* _What is required_:
Gather each line in the entries that includes the string "predicate".

+--

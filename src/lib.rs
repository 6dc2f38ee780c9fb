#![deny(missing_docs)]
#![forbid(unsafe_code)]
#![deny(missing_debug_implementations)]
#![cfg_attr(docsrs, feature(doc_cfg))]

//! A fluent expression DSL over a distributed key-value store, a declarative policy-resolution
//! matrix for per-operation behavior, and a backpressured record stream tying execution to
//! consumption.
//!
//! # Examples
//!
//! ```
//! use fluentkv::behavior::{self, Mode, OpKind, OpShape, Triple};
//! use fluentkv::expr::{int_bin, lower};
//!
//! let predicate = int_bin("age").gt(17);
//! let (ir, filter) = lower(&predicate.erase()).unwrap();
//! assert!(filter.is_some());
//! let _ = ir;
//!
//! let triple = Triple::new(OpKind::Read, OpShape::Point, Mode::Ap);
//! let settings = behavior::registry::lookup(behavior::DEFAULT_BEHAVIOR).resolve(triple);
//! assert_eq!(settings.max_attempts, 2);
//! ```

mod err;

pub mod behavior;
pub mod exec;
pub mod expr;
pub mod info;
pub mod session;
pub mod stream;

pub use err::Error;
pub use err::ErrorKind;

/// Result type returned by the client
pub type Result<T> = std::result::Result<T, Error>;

+--

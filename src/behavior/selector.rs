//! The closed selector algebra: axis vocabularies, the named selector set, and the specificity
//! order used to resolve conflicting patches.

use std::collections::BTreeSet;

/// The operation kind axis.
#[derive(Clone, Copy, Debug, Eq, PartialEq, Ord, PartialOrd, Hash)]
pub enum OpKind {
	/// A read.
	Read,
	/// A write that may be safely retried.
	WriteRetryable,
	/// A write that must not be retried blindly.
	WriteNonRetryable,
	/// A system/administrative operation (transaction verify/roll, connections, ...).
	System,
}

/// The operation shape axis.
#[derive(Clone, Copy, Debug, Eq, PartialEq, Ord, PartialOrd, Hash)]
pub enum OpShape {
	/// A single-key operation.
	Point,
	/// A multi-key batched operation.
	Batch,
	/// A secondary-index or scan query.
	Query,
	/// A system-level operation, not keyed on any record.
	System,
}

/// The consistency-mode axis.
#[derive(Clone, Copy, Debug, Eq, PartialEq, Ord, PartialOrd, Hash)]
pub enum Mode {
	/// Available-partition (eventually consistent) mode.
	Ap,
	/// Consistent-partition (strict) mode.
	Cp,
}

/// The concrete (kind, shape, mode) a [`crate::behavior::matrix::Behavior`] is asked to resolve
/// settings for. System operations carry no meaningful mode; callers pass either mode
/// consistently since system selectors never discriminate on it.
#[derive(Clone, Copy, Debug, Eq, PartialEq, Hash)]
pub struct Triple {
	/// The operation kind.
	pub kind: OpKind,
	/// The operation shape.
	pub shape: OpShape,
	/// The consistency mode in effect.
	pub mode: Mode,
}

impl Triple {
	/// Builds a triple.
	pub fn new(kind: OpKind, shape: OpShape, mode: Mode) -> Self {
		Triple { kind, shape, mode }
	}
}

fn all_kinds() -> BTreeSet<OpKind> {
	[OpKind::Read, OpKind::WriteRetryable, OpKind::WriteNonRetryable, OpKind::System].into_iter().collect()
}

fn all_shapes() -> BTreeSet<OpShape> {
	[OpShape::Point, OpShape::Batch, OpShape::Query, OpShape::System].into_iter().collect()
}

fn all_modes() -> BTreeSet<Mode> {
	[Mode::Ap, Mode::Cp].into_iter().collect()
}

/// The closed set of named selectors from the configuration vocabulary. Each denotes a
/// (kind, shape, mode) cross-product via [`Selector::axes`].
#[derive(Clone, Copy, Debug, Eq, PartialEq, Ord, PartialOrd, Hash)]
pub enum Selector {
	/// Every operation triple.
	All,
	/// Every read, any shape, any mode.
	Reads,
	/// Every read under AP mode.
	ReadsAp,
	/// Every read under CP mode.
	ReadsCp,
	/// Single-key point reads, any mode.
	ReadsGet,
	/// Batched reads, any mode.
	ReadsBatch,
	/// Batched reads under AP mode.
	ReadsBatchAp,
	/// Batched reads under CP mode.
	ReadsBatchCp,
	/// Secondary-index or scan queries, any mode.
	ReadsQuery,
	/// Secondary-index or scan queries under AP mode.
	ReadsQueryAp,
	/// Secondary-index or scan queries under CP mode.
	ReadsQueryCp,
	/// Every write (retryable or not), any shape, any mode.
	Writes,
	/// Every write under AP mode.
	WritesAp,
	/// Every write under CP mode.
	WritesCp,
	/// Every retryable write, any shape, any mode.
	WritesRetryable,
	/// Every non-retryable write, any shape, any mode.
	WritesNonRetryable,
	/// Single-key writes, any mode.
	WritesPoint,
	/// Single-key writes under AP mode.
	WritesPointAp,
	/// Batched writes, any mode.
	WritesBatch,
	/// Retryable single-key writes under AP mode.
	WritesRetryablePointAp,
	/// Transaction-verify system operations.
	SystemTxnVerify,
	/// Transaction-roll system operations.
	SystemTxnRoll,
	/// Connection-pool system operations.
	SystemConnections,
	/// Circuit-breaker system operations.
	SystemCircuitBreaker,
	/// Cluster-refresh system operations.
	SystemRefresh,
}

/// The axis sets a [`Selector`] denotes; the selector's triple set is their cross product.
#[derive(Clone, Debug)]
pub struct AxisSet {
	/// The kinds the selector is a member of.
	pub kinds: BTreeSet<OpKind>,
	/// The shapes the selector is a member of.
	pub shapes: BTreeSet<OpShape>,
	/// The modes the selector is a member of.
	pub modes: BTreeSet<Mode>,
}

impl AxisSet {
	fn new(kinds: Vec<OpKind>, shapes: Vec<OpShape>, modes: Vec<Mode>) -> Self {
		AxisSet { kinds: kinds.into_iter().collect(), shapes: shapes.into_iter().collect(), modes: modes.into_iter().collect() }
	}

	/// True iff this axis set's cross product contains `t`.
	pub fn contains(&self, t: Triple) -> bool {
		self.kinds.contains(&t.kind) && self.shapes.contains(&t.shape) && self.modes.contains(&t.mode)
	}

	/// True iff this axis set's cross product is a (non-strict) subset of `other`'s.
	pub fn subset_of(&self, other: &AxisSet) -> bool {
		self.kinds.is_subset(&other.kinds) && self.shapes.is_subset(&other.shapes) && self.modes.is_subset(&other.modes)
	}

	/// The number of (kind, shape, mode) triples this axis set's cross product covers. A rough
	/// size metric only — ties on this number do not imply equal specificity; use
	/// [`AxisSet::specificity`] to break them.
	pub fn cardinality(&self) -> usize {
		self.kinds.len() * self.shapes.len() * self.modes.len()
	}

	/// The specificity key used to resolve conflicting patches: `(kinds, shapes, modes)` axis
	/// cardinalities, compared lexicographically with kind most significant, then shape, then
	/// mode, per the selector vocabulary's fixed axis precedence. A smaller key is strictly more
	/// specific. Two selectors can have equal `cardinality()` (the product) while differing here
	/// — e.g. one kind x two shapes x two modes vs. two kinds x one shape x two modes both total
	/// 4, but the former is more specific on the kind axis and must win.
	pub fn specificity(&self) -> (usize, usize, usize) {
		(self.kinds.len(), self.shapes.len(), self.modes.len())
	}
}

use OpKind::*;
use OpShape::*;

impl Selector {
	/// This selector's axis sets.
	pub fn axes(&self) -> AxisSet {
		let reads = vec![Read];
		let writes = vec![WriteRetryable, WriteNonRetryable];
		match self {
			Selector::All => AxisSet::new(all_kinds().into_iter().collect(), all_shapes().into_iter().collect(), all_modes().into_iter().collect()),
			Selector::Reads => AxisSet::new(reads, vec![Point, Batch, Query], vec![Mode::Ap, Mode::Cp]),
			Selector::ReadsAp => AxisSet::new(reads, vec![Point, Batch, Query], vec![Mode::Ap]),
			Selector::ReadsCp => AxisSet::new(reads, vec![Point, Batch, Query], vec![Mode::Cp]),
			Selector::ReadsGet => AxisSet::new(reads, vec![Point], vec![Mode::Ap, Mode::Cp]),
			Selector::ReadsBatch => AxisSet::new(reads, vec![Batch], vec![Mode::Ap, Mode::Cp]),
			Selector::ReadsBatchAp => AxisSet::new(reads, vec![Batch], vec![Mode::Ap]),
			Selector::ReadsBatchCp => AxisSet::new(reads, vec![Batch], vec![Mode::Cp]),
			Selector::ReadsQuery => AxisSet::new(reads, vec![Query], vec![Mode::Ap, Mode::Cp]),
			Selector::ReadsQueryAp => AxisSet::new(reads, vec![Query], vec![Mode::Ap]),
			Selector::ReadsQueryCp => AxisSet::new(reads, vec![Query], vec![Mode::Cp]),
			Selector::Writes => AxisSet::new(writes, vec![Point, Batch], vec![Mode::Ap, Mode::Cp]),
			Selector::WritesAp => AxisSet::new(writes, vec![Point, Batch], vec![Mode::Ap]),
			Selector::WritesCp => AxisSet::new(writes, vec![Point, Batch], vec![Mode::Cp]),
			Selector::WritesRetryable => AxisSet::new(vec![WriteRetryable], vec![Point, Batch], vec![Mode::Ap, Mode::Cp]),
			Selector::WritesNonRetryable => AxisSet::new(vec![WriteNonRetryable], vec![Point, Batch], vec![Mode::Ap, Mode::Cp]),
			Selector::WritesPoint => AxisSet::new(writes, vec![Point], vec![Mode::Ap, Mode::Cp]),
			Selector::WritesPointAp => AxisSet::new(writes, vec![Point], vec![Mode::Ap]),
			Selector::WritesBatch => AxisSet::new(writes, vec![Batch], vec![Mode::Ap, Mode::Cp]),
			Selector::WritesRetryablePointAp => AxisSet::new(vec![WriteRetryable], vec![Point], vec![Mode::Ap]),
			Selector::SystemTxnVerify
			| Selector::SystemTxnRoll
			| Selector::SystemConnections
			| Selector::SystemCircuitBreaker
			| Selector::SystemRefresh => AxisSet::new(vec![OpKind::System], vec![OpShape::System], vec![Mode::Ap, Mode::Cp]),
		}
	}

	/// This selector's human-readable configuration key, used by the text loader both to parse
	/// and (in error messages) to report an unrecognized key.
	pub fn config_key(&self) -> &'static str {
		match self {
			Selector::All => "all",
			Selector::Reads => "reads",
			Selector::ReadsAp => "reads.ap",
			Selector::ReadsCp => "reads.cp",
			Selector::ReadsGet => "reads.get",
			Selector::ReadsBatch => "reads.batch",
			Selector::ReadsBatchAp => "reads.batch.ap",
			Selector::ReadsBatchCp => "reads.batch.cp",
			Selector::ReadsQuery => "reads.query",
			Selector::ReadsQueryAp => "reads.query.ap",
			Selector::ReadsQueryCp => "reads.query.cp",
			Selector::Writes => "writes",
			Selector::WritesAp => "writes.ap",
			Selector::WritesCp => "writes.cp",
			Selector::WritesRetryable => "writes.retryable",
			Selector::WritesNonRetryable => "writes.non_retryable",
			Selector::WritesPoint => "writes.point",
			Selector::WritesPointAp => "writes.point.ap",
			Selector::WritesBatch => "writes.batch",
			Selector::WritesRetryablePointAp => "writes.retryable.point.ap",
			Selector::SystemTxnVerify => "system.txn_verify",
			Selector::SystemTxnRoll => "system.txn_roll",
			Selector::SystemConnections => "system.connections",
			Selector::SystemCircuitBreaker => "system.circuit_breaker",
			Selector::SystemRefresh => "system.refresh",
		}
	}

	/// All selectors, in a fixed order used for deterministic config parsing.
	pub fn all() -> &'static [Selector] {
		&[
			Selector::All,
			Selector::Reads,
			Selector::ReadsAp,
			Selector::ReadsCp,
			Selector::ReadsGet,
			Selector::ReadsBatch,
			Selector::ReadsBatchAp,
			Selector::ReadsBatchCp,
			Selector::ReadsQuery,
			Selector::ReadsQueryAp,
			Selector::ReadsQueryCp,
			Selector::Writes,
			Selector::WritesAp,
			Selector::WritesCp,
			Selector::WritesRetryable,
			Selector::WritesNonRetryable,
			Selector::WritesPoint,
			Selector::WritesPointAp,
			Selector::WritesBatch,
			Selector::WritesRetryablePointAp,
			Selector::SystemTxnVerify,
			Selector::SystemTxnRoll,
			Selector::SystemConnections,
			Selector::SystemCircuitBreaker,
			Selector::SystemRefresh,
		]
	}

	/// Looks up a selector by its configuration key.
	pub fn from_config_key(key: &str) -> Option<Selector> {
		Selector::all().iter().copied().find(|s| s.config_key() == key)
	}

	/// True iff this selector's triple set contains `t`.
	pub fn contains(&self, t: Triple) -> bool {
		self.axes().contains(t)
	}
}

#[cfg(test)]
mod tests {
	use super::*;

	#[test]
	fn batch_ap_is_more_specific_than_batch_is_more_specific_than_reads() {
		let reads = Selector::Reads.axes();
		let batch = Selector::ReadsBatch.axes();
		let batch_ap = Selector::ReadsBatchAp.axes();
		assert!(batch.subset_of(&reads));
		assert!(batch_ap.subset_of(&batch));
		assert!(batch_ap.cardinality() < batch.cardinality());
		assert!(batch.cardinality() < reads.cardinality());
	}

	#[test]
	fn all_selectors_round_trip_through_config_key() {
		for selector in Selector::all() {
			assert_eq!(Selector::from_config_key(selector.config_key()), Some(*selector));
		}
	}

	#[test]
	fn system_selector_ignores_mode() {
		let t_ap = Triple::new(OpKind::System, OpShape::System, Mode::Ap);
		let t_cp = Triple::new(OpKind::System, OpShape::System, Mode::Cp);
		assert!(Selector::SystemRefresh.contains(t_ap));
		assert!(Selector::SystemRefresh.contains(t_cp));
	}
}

+--

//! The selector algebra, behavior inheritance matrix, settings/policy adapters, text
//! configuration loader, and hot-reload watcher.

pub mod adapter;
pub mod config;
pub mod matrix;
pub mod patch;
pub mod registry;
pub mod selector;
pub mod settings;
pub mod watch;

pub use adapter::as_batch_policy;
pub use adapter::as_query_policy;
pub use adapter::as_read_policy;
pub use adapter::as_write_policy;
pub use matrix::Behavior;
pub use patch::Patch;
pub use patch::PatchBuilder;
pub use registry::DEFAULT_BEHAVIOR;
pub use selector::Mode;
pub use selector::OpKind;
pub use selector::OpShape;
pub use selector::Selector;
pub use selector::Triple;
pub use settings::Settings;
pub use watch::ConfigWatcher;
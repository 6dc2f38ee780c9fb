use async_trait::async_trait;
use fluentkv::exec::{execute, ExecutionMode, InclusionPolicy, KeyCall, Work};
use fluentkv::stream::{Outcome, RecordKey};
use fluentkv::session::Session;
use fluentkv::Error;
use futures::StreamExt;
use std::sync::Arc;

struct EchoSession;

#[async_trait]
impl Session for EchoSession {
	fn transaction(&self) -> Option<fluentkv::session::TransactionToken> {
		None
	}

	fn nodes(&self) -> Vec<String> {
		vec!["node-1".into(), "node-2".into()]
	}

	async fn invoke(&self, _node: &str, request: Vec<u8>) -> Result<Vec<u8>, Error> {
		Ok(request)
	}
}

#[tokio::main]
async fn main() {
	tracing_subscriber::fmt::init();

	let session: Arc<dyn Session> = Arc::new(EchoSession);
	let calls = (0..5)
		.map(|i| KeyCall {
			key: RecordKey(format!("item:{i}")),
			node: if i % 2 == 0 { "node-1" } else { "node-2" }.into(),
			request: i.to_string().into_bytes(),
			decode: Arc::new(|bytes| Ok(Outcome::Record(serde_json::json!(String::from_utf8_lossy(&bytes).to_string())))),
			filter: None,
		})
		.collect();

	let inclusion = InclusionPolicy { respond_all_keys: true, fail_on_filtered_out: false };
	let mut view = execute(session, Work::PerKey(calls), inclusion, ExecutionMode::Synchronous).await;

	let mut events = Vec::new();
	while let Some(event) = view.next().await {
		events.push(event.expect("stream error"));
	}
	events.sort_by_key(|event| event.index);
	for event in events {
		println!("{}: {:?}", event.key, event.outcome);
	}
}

+--

* _Output_:
//! let predicate = int_bin("age").gt(17);
//! let (ir, filter) = lower(&predicate.erase()).unwrap();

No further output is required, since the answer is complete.